How do the lines below between the ones holding "use crate::lifecycle::Identity;" and "BroadcastConfig::new(Identity::new(name))", inclusive, read? Give them again exactly, with no other lines.

Segment Start: Records to use

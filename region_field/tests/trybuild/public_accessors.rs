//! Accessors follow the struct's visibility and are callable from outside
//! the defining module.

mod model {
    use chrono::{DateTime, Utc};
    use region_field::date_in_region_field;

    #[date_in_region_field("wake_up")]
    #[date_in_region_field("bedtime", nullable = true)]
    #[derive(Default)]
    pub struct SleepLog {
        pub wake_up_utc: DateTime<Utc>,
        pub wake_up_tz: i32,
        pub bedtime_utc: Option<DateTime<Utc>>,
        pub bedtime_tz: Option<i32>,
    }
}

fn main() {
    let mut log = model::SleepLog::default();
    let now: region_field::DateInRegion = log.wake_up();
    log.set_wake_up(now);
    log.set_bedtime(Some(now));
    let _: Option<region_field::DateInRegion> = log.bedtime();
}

Segment End: Records to use
Segment Start: Records to use

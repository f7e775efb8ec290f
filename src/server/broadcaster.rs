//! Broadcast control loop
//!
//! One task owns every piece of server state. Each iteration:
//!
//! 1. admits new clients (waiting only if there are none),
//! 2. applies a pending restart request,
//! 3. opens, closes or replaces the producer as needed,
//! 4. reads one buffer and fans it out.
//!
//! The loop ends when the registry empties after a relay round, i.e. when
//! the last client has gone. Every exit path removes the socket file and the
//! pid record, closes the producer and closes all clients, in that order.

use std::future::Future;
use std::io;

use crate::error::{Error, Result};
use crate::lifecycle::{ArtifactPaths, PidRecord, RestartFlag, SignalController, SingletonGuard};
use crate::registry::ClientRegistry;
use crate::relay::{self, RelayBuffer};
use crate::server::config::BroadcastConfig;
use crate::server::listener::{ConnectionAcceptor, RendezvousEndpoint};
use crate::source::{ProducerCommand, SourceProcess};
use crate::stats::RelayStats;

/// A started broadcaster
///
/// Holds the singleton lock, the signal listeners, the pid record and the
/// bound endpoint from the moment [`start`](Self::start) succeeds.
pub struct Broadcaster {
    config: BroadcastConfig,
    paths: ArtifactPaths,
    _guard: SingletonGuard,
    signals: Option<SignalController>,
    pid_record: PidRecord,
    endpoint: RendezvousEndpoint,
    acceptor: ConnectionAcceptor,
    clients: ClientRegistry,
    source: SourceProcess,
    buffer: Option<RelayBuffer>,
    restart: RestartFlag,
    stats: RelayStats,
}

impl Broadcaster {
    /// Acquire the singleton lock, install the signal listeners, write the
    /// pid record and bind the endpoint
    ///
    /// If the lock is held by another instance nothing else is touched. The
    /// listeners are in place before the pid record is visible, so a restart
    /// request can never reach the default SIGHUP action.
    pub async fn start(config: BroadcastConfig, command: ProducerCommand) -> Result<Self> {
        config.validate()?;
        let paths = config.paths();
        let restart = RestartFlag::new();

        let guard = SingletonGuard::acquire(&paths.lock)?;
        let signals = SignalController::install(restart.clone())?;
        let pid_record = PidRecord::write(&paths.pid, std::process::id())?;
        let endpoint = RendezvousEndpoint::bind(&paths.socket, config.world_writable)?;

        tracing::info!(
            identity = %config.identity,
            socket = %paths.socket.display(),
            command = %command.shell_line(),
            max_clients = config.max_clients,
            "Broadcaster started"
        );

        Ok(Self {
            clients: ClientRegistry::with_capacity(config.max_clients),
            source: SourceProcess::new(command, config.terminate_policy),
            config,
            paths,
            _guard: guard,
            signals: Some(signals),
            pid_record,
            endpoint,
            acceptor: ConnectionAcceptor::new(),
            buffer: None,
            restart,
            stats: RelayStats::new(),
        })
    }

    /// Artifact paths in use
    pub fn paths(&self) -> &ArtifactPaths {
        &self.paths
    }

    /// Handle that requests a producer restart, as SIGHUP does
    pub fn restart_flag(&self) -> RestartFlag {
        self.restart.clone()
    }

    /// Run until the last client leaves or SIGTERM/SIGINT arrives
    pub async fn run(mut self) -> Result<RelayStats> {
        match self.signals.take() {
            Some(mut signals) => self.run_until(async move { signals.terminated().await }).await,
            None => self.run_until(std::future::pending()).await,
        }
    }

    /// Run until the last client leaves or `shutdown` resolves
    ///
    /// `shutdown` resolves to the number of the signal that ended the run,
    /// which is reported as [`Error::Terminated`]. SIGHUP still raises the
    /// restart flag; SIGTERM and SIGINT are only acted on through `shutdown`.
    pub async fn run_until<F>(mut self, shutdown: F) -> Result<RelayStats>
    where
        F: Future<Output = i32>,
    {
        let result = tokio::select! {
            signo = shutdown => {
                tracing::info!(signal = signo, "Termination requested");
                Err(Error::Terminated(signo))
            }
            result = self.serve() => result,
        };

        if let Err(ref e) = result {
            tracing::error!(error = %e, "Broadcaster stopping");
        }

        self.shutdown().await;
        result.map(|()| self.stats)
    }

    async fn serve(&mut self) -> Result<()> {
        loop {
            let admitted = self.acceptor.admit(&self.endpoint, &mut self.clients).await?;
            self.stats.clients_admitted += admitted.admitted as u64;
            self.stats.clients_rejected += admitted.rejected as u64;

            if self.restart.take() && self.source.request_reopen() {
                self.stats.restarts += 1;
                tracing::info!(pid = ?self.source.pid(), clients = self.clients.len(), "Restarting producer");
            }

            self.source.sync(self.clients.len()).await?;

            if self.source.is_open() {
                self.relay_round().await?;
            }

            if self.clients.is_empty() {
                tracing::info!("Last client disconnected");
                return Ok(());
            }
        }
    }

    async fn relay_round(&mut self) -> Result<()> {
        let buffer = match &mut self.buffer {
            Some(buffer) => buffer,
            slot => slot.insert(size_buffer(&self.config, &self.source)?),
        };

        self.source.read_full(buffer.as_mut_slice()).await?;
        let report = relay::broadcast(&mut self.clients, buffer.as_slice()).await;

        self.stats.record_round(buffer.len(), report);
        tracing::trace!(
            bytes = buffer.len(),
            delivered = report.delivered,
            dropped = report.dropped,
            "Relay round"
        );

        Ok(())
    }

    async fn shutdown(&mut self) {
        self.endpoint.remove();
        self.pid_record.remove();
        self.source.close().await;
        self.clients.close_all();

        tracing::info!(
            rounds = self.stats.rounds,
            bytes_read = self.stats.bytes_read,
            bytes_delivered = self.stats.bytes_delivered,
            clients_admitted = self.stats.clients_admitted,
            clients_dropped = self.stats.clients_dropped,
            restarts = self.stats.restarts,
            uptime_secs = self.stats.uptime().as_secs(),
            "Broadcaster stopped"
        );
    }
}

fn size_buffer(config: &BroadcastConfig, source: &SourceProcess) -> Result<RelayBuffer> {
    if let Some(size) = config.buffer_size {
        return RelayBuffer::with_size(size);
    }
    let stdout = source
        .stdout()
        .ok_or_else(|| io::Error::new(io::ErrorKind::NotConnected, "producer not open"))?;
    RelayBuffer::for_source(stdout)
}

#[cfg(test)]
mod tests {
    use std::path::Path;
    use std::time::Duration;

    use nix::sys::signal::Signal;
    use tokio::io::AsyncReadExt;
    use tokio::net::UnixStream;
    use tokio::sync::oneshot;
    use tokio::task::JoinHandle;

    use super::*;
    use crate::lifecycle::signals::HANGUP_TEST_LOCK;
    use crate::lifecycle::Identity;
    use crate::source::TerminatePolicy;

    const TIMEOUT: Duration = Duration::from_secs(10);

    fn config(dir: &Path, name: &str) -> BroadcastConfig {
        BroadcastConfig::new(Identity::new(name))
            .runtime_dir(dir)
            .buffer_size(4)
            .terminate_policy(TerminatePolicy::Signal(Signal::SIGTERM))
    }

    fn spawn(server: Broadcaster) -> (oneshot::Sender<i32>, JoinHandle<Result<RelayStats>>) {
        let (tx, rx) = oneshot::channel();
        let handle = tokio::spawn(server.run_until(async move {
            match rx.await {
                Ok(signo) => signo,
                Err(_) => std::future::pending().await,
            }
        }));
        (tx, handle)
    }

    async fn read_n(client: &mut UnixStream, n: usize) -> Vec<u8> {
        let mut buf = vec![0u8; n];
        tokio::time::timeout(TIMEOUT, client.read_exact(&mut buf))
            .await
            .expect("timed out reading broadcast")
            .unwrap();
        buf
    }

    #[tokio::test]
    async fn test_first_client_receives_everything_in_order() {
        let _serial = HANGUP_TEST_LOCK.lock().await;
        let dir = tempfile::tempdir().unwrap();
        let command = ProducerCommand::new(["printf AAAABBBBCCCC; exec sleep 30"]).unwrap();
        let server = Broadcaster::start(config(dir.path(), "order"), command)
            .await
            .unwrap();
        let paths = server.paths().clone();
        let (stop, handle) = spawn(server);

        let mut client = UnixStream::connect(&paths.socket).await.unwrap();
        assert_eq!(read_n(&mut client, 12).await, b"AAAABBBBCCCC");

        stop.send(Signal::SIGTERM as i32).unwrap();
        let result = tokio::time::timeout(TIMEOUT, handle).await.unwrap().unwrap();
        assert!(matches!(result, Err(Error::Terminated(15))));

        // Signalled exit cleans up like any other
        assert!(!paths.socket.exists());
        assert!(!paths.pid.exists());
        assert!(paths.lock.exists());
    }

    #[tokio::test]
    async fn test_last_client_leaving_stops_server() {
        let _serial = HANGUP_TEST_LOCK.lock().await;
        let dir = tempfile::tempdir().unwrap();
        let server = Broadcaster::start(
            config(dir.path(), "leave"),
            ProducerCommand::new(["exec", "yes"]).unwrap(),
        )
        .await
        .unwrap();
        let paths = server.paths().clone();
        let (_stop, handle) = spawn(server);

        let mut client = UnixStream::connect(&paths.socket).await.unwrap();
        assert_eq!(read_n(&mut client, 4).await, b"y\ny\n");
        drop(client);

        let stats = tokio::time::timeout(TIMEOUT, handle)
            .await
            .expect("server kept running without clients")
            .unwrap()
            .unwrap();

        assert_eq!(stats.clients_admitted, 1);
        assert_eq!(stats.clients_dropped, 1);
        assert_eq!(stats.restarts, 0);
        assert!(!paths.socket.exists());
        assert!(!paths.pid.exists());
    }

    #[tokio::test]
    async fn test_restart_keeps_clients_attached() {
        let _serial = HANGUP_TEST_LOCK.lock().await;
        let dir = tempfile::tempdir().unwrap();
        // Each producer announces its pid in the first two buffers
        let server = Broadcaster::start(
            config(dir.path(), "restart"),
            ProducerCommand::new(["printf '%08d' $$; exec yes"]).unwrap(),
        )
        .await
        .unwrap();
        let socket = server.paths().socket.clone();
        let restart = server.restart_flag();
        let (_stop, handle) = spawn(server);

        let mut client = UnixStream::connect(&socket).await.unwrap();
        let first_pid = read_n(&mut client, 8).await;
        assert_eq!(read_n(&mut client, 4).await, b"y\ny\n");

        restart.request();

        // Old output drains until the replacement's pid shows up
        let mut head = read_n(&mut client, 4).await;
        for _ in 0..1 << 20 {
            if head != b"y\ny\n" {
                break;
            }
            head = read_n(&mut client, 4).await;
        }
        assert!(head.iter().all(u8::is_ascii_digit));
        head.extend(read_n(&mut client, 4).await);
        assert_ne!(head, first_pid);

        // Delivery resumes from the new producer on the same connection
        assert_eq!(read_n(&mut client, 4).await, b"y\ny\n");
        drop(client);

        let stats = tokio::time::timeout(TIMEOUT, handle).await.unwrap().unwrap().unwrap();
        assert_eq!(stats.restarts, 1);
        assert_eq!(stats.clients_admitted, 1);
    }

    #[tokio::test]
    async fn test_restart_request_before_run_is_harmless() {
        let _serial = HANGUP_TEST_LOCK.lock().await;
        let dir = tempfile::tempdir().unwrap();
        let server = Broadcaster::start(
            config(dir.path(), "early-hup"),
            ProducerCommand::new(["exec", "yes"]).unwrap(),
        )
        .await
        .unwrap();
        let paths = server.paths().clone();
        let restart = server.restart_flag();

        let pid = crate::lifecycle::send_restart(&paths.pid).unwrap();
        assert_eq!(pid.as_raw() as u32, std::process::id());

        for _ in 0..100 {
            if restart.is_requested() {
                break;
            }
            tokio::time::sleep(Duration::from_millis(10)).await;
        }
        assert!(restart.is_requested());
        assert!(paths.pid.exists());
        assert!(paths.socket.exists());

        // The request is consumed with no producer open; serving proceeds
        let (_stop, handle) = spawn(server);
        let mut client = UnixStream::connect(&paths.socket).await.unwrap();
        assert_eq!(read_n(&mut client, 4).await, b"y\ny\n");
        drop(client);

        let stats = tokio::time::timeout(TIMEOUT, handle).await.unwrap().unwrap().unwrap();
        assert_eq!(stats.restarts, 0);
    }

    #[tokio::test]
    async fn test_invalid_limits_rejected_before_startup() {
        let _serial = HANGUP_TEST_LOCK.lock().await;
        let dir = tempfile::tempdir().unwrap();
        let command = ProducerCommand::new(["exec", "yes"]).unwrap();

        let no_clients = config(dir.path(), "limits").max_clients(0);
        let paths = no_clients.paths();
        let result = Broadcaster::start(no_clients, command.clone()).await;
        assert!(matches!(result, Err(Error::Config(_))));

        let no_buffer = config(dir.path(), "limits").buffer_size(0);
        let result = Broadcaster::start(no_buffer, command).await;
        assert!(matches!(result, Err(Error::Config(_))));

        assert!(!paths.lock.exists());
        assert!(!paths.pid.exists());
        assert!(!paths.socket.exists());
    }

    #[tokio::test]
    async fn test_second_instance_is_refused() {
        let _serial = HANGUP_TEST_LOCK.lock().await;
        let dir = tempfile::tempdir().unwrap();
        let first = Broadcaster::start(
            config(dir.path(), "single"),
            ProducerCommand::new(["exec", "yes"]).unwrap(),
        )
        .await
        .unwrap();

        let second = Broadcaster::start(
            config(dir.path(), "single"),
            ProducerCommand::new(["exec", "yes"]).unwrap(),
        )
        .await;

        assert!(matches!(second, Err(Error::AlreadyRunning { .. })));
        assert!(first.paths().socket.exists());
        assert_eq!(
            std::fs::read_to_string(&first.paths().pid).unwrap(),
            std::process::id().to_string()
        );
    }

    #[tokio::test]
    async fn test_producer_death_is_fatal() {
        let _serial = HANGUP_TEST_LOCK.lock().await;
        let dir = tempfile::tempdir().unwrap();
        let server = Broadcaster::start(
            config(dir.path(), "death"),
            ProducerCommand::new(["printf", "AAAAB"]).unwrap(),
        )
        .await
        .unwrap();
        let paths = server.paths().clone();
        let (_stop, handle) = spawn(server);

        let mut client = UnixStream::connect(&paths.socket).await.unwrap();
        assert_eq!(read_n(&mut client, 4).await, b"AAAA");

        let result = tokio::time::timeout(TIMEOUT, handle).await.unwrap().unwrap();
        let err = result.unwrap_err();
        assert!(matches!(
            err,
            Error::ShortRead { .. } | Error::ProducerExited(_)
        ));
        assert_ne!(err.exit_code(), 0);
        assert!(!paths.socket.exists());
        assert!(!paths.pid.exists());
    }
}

Segment End: Records to use

**Task solution**
    use crate::lifecycle::Identity;
    use crate::source::TerminatePolicy;

    const TIMEOUT: Duration = Duration::from_secs(10);

    fn config(dir: &Path, name: &str) -> BroadcastConfig {
        BroadcastConfig::new(Identity::new(name))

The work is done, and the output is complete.